Vor 65 Jahren retteten sie ihre Männer vor den Nazis

Anlässlich der Ereignisse rund um die „Fabrik-Aktion“ vor 65 Jahren gibt es heute um 14 Uhr eine Erinnerungsveranstaltung am Gedenkstein in der Großen Hamburger Straße und anschließend ein gemeinsamer Gang zum Denkmal in der Rosenstraße. Hier erinnert nur noch das 1995 von Ingeborg Hunzinger geschaffene steinerne Skulpturenensemble an den Frauenprotest Ende Februar 1943. „Die Kraft des zivilen Ungehorsams und die Kraft der Liebe bezwingen die Gewalt der Diktatur“ liest man auf den Rückseiten der drei Steinblöcke, die an jener Stelle stehen, wo sich bis zu seiner Kriegszerstörung das Gebäude der Sozialverwaltung der Jüdischen Gemeinde befand.

Am 27. und 28. Februar 1943 wurden in ganz Deutschland zur Zwangsarbeit verpflichtete Jüdinnen und Juden aus Fabriken geholt, aus Wohnungen einbestellt oder von der Straße weg verhaftet. Berlin sollte „judenrein“ werden. Das Jüdische Altersheim in der Großen Hamburger Straße war von den Nazis zur Sammelstelle umfunktioniert worden, auch von hier wurden Gefangene in Konzentrations- und Todeslager deportiert. Die jüdische Bevölkerung Berlins zählte damals noch etwa 35 000 Menschen, von denen etwa 17 000 Sklavenarbeit leisten mussten. Der Aktion sollen nach Angaben der Jüdischen Gemeinde rund 4000 Juden entkommen sein. Sie versteckten sich (oder wurden versteckt), manche schlossen sich dem Widerstand an. Andere wurden gefasst und deportiert.

In der Rosenstraße geschah damals etwas Unvorstellbares: Hier versammelten sich hunderte von couragierten nicht-jüdischen Ehefrauen, um vor dem als Gefängnis genutzten Verwaltungsgebäude für die Freilassung ihrer Männer zu protestieren. Am 6. März gab Goebbels den Befehl, alle in der Rosenstraße inhaftierten Juden aus „Mischehen“ freizulassen. Die Festnahmen werden als „Versehen und Übergriff der Berliner Gestapo“ erklärt, Goebbels notiert in seinem Tagebuch: „Es haben sich da leider etwas unliebsame Szenen vor einem jüdischen Altersheim abgespielt, wo die Bevölkerung sich in großer Menge ansammelte und zum Teil sogar für die Juden etwas Partei ergriff.“ Über die Ereignisse drehte Margarethe von Trotta vor fünf Jahren ihren Spielfilm „Rosenstraße“.
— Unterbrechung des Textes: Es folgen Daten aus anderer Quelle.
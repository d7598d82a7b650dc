//! Analysis logic for snapshots
//!
//! Pure aggregation over resolved traces, separated from the tracer and
//! the report layer.

pub mod statistics;

pub use statistics::{compare_statistics, group_statistics, Statistic, StatisticDiff};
Heute nachmittag sprechen in der Großen Hamburger Straße Rabbiner Ehrenberg und Kantor Sheffer Gebete, am Denkmal in der Rosenstraße gedenken anschließend die Vorsitzende der Jüdischen Gemeinde, Lala Süsskind, Mario Offenberg für Adass Jisroel und Mittes Bürgermeister Christian Hanke. Lo.